[Collected data]
━━━

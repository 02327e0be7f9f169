//! Prioritised rule tables: VIP aliases, context disambiguation and type
//! heuristics. Every table is an ordered list evaluated first-match-wins.

use std::collections::{BTreeSet, HashMap};
use std::ops::Range;

use anyhow::{Context, Result};
use regex::Regex;
use serde::{Deserialize, Serialize};

use ingest::span::{ceil_char_boundary, floor_char_boundary};

use crate::normalizer::name_key;
use crate::schema::{EntityType, RiskProfile};

/// One entry of an ordered rule table.
pub trait Rule {
    type Output;

    fn name(&self) -> &str;

    /// `Some` when the rule fires for this candidate in this context.
    fn apply(&self, candidate: &str, context: &str) -> Option<Self::Output>;
}

pub struct RuleSet<R> {
    rules: Vec<R>,
}

impl<R: Rule> RuleSet<R> {
    pub fn new(rules: Vec<R>) -> Self {
        Self { rules }
    }

    /// Output of the first firing rule, with that rule's name.
    pub fn first_match(&self, candidate: &str, context: &str) -> Option<(&str, R::Output)> {
        self.rules
            .iter()
            .find_map(|rule| rule.apply(candidate, context).map(|out| (rule.name(), out)))
    }

    /// Outputs of every firing rule, in table order.
    pub fn all_matches(&self, candidate: &str, context: &str) -> Vec<R::Output> {
        self.rules
            .iter()
            .filter_map(|rule| rule.apply(candidate, context))
            .collect()
    }

    pub fn len(&self) -> usize {
        self.rules.len()
    }

    pub fn is_empty(&self) -> bool {
        self.rules.is_empty()
    }
}

/// A resolved canonical identity.
#[derive(Debug, Clone, PartialEq)]
pub struct Resolution {
    pub canonical: String,
    pub entity_type: EntityType,
    pub aliases: BTreeSet<String>,
    pub risk: RiskProfile,
}

// --- VIP table -------------------------------------------------------------

#[derive(Debug, Clone, Serialize, Deserialize)]
#[serde(rename_all = "camelCase")]
pub struct VipEntry {
    pub canonical_name: String,
    #[serde(default)]
    pub aliases: Vec<String>,
    #[serde(rename = "type")]
    pub entity_type: EntityType,
    #[serde(default)]
    pub metadata: RiskProfile,
}

/// Curated alias -> canonical table. Always beats every later stage.
pub struct VipTable {
    entries: Vec<VipEntry>,
    by_key: HashMap<String, usize>,
}

impl VipTable {
    pub fn new(entries: Vec<VipEntry>) -> Self {
        let mut by_key = HashMap::new();
        for (idx, entry) in entries.iter().enumerate() {
            for name in std::iter::once(&entry.canonical_name).chain(entry.aliases.iter()) {
                // earlier entries keep contested aliases
                by_key.entry(name_key(name)).or_insert(idx);
            }
        }
        Self { entries, by_key }
    }

    pub fn empty() -> Self {
        Self::new(Vec::new())
    }

    pub fn builtin() -> Result<Self> {
        Self::from_json(include_str!("../data/vip_rules.json"))
    }

    pub fn from_json(json: &str) -> Result<Self> {
        let entries: Vec<VipEntry> =
            serde_json::from_str(json).context("Failed to parse VIP rule table")?;
        Ok(Self::new(entries))
    }

    pub fn lookup(&self, candidate: &str) -> Option<&VipEntry> {
        self.by_key
            .get(&name_key(candidate))
            .map(|&idx| &self.entries[idx])
    }

    pub fn len(&self) -> usize {
        self.entries.len()
    }

    pub fn is_empty(&self) -> bool {
        self.entries.is_empty()
    }
}

impl Rule for VipTable {
    type Output = Resolution;

    fn name(&self) -> &str {
        "vip"
    }

    fn apply(&self, candidate: &str, _context: &str) -> Option<Resolution> {
        self.lookup(candidate).map(|entry| Resolution {
            canonical: entry.canonical_name.clone(),
            entity_type: entry.entity_type,
            aliases: entry.aliases.iter().cloned().collect(),
            risk: entry.metadata.clone(),
        })
    }
}

// --- Context rules ---------------------------------------------------------

/// Disambiguates one candidate string by looking at nearby text.
pub struct ContextRule {
    name: String,
    candidate_key: String,
    requires: Regex,
    canonical: String,
    entity_type: EntityType,
    window: usize,
}

impl ContextRule {
    pub fn new(
        candidate: &str,
        requires: &str,
        canonical: &str,
        entity_type: EntityType,
        window: usize,
    ) -> Result<Self> {
        let requires = Regex::new(requires)
            .with_context(|| format!("Invalid context pattern for {}", candidate))?;

        Ok(Self {
            name: format!("{} => {}", candidate, canonical),
            candidate_key: name_key(candidate),
            requires,
            canonical: canonical.to_string(),
            entity_type,
            window,
        })
    }
}

impl Rule for ContextRule {
    type Output = Resolution;

    fn name(&self) -> &str {
        &self.name
    }

    fn apply(&self, candidate: &str, context: &str) -> Option<Resolution> {
        let at = match context.find(candidate) {
            Some(pos) => pos..pos + candidate.len(),
            None => 0..context.len(),
        };
        self.apply_at(candidate, context, at)
    }
}

impl ContextRule {
    /// Fires only on text within `window` bytes of the occurrence at `at`.
    pub fn apply_at(&self, candidate: &str, context: &str, at: Range<usize>) -> Option<Resolution> {
        if name_key(candidate) != self.candidate_key {
            return None;
        }

        let start = at.start.min(context.len()).saturating_sub(self.window);
        let start = floor_char_boundary(context, start);
        let end = ceil_char_boundary(context, at.end.saturating_add(self.window).min(context.len()));
        self.requires.is_match(&context[start..end.max(start)]).then(|| Resolution {
            canonical: self.canonical.clone(),
            entity_type: self.entity_type,
            aliases: BTreeSet::from([candidate.to_string()]),
            risk: RiskProfile::default(),
        })
    }
}

impl RuleSet<ContextRule> {
    /// `first_match` pinned to one occurrence of the candidate.
    pub fn first_match_at(
        &self,
        candidate: &str,
        context: &str,
        at: Range<usize>,
    ) -> Option<(&str, Resolution)> {
        self.rules.iter().find_map(|rule| {
            rule.apply_at(candidate, context, at.clone())
                .map(|out| (rule.name(), out))
        })
    }
}

pub fn builtin_context_rules() -> Result<RuleSet<ContextRule>> {
    let rules = vec![
        ContextRule::new(
            "Palm Beach",
            r"(?i)\b(police|detective|officer|pbpd)\b",
            "Palm Beach Police Department",
            EntityType::Organization,
            60,
        )?,
        ContextRule::new(
            "Palm Beach",
            r"(?i)\b(state attorney|prosecutor|grand jury)\b",
            "Palm Beach County State Attorney's Office",
            EntityType::Organization,
            60,
        )?,
        ContextRule::new(
            "Southern District",
            r"(?i)\bnew york\b",
            "U.S. Attorney's Office for the Southern District of New York",
            EntityType::Organization,
            40,
        )?,
        ContextRule::new(
            "Virgin Islands",
            r"(?i)\b(attorney general|government|sued|lawsuit|complaint)\b",
            "Government of the U.S. Virgin Islands",
            EntityType::Organization,
            60,
        )?,
        ContextRule::new(
            "Bear Stearns",
            r"(?i)\b(bank|trader|trading|securities|investment)\b",
            "Bear Stearns",
            EntityType::Financial,
            80,
        )?,
    ];

    Ok(RuleSet::new(rules))
}

// --- Type heuristics -------------------------------------------------------

pub struct TypeRule {
    name: String,
    entity_type: EntityType,
    pattern: Regex,
    exclude: Option<Regex>,
}

impl TypeRule {
    pub fn new(name: &str, entity_type: EntityType, pattern: &str, exclude: Option<&str>) -> Result<Self> {
        let pattern = Regex::new(pattern).with_context(|| format!("Invalid type pattern {}", name))?;
        let exclude = exclude
            .map(|p| Regex::new(p).with_context(|| format!("Invalid exclusion for {}", name)))
            .transpose()?;

        Ok(Self {
            name: name.to_string(),
            entity_type,
            pattern,
            exclude,
        })
    }
}

impl Rule for TypeRule {
    type Output = EntityType;

    fn name(&self) -> &str {
        &self.name
    }

    fn apply(&self, candidate: &str, _context: &str) -> Option<EntityType> {
        if self.exclude.as_ref().is_some_and(|ex| ex.is_match(candidate)) {
            return None;
        }
        self.pattern.is_match(candidate).then_some(self.entity_type)
    }
}

/// Ordered type heuristics for names no earlier stage resolved.
pub struct TypeClassifier {
    rules: RuleSet<TypeRule>,
}

impl TypeClassifier {
    pub fn new(rules: RuleSet<TypeRule>) -> Self {
        Self { rules }
    }

    pub fn builtin() -> Result<Self> {
        let rules = vec![
            TypeRule::new(
                "organization_suffix",
                EntityType::Organization,
                r"(?i)\b(inc|llc|ltd|limited|corp|corporation|company|co|foundation|trust|group|holdings|partners|associates|university|college|institute|school|association|department|office|agency|bureau|police|court|committee|council|church|hospital)\.?$",
                None,
            )?,
            TypeRule::new(
                "media_outlet",
                EntityType::Media,
                r"(?i)\b(times|post|news|herald|journal|gazette|tribune|magazine|daily|press|reporter|television|tv|radio|broadcasting|media|network|cnn|bbc|nbc|abc|cbs|fox)\b",
                None,
            )?,
            TypeRule::new(
                "financial_term",
                EntityType::Financial,
                r"(?i)\b(bank|capital|fund|funds|investments?|securities|financial|bancorp|wealth|advisors|credit|exchange)\b",
                None,
            )?,
            TypeRule::new(
                "location_term",
                EntityType::Location,
                r"(?i)\b(island|islands|beach|ranch|house|mansion|estate|airport|street|avenue|road|county|city|park|bay|lake|mountain|valley|new york|new mexico|florida|london|paris|manhattan|santa fe)",
                Some(r"(?i)housekeeper"),
            )?,
            TypeRule::new(
                "person_tokens",
                EntityType::Person,
                r"^\S+( \S+){1,3}$",
                None,
            )?,
        ];

        Ok(Self::new(RuleSet::new(rules)))
    }

    /// Falls through to `Other` when nothing fires.
    pub fn classify(&self, name: &str) -> EntityType {
        self.rules
            .first_match(name, "")
            .map(|(_, ty)| ty)
            .unwrap_or(EntityType::Other)
    }
}

#[cfg(test)]
mod tests {
    use super::*;

    #[test]
    fn test_vip_lookup_is_normalized() {
        let vip = VipTable::builtin().unwrap();

        let entry = vip.lookup("  jeffrey e. epstein. ").unwrap();
        assert_eq!(entry.canonical_name, "Jeffrey Epstein");
        assert_eq!(entry.metadata.risk_level.as_deref(), Some("high"));

        let island = vip.apply("Epstein Island", "").unwrap();
        assert_eq!(island.canonical, "Little St. James");
        assert_eq!(island.entity_type, EntityType::Location);

        assert!(vip.lookup("Nobody Special").is_none());
    }

    #[test]
    fn test_vip_from_json() {
        let vip = VipTable::from_json(
            r#"[{"canonicalName": "Sarah Kellen", "aliases": ["Sarah Kensington"], "type": "Person"}]"#,
        )
        .unwrap();
        assert_eq!(vip.lookup("Sarah Kensington").unwrap().canonical_name, "Sarah Kellen");
        assert!(vip.lookup("Sarah Kellen").unwrap().metadata.is_empty());
        assert!(VipTable::from_json("{not json").is_err());
    }

    #[test]
    fn test_context_rules_first_match_wins() {
        let rules = builtin_context_rules().unwrap();

        let (_, police) = rules
            .first_match("Palm Beach", "a Palm Beach detective interviewed her")
            .unwrap();
        assert_eq!(police.canonical, "Palm Beach Police Department");

        // both rules could fire; table order decides
        let (_, first) = rules
            .first_match("Palm Beach", "the Palm Beach police and the state attorney")
            .unwrap();
        assert_eq!(first.canonical, "Palm Beach Police Department");

        let (_, prosecutor) = rules
            .first_match("Palm Beach", "the Palm Beach state attorney declined")
            .unwrap();
        assert_eq!(prosecutor.canonical, "Palm Beach County State Attorney's Office");

        assert!(rules.first_match("Palm Beach", "a house in Palm Beach").is_none());
    }

    #[test]
    fn test_context_rule_respects_window() {
        let rule = ContextRule::new("Palm Beach", r"(?i)police", "PBPD", EntityType::Organization, 10).unwrap();
        let near = "Palm Beach police";
        let far = "Palm Beach is where, many years later, police arrived";

        assert!(rule.apply("Palm Beach", near).is_some());
        assert!(rule.apply("Palm Beach", far).is_none());
    }

    #[test]
    fn test_context_rule_looks_at_given_occurrence() {
        let rules = builtin_context_rules().unwrap();
        let text = format!(
            "Palm Beach police opened a file.{}she later bought a villa in Palm Beach with cash.",
            " and then nothing happened for a long while".repeat(4)
        );
        let later = text.rfind("Palm Beach").unwrap();

        let first = rules.first_match_at("Palm Beach", &text, 0..10).unwrap();
        assert_eq!(first.1.canonical, "Palm Beach Police Department");
        assert!(rules.first_match_at("Palm Beach", &text, later..later + 10).is_none());
    }

    #[test]
    fn test_type_heuristics_order() {
        let types = TypeClassifier::builtin().unwrap();

        assert_eq!(types.classify("Southern Trust Company"), EntityType::Organization);
        assert_eq!(types.classify("New York Post"), EntityType::Media);
        assert_eq!(types.classify("Financial Trust Bank Holdings"), EntityType::Organization);
        assert_eq!(types.classify("Bear Stearns Capital"), EntityType::Financial);
        assert_eq!(types.classify("El Brillo Beach"), EntityType::Location);
        assert_eq!(types.classify("Sarah Kellen"), EntityType::Person);
        assert_eq!(types.classify("One Two Three Four Five"), EntityType::Other);
    }

    #[test]
    fn test_housekeeper_is_not_a_location() {
        let types = TypeClassifier::builtin().unwrap();
        assert_eq!(types.classify("Housekeeper Juan Alessi"), EntityType::Person);
        assert_eq!(types.classify("Juan House"), EntityType::Location);
    }
}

━━━

Task description
Search the entries for "Virgin" and copy out each line that has it.

Written answer
            "Virgin Islands",
            "Government of the U.S. Virgin Islands",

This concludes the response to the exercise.